* **Your objective**:
Count how many lines in the entries below hold the string "caveats", and respond with that number only.
Top of Supplied material
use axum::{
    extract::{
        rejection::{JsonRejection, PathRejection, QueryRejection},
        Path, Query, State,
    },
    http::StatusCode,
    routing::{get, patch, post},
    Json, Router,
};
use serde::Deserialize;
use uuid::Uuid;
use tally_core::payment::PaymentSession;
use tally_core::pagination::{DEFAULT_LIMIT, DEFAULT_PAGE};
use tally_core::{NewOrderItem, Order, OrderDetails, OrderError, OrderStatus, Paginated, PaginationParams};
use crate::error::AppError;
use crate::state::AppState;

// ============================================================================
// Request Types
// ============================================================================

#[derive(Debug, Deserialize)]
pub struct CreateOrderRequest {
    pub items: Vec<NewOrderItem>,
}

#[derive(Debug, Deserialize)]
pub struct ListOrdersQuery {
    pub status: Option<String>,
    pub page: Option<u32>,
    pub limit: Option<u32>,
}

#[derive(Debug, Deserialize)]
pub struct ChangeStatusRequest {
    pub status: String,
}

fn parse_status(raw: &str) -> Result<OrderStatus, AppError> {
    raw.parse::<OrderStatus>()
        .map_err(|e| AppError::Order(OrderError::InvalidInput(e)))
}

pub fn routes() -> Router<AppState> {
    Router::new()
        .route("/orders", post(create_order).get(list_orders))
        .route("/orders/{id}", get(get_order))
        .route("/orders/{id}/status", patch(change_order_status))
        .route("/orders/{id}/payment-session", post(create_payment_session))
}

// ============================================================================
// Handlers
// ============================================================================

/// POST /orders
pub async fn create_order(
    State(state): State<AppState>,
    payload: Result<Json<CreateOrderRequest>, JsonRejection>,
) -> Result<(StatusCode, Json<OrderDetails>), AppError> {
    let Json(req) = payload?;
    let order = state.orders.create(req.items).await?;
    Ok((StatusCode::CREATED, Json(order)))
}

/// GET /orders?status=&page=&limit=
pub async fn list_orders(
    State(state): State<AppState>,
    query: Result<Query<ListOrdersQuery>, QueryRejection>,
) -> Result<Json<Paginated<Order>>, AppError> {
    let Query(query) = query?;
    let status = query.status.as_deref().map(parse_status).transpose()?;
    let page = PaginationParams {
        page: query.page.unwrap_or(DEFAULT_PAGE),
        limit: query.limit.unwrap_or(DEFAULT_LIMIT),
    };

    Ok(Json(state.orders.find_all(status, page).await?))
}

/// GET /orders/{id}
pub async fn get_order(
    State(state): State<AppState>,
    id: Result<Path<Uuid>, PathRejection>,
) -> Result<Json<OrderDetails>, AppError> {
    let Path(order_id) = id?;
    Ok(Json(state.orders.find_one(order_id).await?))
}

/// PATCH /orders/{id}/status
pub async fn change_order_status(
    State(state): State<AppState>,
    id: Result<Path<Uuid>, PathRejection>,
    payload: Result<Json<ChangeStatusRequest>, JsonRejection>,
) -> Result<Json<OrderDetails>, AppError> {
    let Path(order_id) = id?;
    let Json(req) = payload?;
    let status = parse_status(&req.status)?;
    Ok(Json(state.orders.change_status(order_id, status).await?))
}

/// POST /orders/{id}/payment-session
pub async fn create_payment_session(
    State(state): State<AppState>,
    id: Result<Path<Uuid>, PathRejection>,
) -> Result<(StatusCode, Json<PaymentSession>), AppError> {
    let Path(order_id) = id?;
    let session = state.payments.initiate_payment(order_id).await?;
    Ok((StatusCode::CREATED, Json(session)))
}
Bottom of Supplied material
Top of Supplied material
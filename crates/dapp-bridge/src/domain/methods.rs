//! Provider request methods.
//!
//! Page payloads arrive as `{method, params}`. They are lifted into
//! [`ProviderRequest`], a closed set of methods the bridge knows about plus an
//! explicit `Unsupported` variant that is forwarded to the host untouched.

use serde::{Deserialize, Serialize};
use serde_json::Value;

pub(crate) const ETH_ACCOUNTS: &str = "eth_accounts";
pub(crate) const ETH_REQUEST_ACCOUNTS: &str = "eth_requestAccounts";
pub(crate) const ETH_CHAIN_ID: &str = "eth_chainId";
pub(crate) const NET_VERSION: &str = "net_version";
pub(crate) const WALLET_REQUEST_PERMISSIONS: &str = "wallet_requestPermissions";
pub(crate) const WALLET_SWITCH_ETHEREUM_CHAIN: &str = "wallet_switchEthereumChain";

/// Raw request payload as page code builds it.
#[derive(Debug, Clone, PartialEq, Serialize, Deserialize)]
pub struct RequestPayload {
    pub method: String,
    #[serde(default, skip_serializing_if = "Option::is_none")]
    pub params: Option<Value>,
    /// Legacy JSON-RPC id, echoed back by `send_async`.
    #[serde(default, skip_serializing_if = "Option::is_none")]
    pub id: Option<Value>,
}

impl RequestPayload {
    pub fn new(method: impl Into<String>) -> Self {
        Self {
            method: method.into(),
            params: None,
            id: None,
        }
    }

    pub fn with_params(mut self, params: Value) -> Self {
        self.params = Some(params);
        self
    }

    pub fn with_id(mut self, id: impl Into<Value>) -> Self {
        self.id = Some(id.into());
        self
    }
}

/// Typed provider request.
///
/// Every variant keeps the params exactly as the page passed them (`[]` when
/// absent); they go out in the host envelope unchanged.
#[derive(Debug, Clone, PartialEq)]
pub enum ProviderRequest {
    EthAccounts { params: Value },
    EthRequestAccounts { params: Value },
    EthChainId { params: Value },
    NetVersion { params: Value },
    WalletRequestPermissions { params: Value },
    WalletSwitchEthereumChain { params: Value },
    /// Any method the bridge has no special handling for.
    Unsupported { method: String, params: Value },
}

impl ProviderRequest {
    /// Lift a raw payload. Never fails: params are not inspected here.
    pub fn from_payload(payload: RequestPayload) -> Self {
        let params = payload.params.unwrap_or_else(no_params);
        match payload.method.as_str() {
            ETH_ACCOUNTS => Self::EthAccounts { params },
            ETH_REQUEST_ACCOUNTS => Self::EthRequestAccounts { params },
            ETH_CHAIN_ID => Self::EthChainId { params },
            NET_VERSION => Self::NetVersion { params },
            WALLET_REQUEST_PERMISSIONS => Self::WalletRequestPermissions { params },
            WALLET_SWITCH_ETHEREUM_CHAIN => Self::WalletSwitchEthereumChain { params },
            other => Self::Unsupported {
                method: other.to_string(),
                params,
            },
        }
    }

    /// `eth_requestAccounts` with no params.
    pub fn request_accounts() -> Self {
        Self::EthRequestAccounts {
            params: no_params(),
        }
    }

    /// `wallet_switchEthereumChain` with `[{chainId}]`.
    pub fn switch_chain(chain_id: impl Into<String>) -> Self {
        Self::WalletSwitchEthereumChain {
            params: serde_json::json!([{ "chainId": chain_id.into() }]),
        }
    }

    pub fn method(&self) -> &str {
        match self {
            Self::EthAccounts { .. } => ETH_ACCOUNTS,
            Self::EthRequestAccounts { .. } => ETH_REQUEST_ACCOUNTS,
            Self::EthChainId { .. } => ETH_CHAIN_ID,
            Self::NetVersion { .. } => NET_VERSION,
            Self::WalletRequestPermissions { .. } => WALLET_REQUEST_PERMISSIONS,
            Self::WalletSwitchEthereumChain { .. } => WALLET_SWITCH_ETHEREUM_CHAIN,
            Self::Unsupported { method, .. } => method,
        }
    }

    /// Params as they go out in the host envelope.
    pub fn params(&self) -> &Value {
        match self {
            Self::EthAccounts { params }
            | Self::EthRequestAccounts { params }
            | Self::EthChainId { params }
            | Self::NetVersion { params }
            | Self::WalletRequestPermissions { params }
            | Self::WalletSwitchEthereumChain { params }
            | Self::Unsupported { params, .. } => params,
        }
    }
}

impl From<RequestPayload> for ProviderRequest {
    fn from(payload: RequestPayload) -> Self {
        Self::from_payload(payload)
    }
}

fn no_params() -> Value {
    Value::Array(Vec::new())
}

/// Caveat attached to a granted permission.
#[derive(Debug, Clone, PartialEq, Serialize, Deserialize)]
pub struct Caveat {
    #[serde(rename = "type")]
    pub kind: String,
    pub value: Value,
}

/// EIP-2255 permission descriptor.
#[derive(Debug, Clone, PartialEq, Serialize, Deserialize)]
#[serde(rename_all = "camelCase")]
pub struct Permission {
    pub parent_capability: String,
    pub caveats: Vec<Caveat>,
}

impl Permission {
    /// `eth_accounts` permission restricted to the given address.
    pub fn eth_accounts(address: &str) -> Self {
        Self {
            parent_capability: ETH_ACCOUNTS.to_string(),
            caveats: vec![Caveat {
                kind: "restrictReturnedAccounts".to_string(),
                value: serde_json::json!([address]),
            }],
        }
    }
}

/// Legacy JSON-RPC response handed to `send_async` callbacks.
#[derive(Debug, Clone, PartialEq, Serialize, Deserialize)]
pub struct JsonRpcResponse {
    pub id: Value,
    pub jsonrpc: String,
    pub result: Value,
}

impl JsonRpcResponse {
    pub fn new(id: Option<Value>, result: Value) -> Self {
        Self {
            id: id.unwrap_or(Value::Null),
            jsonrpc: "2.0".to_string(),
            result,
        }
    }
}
Bottom of Supplied material
* **Task solution**:
2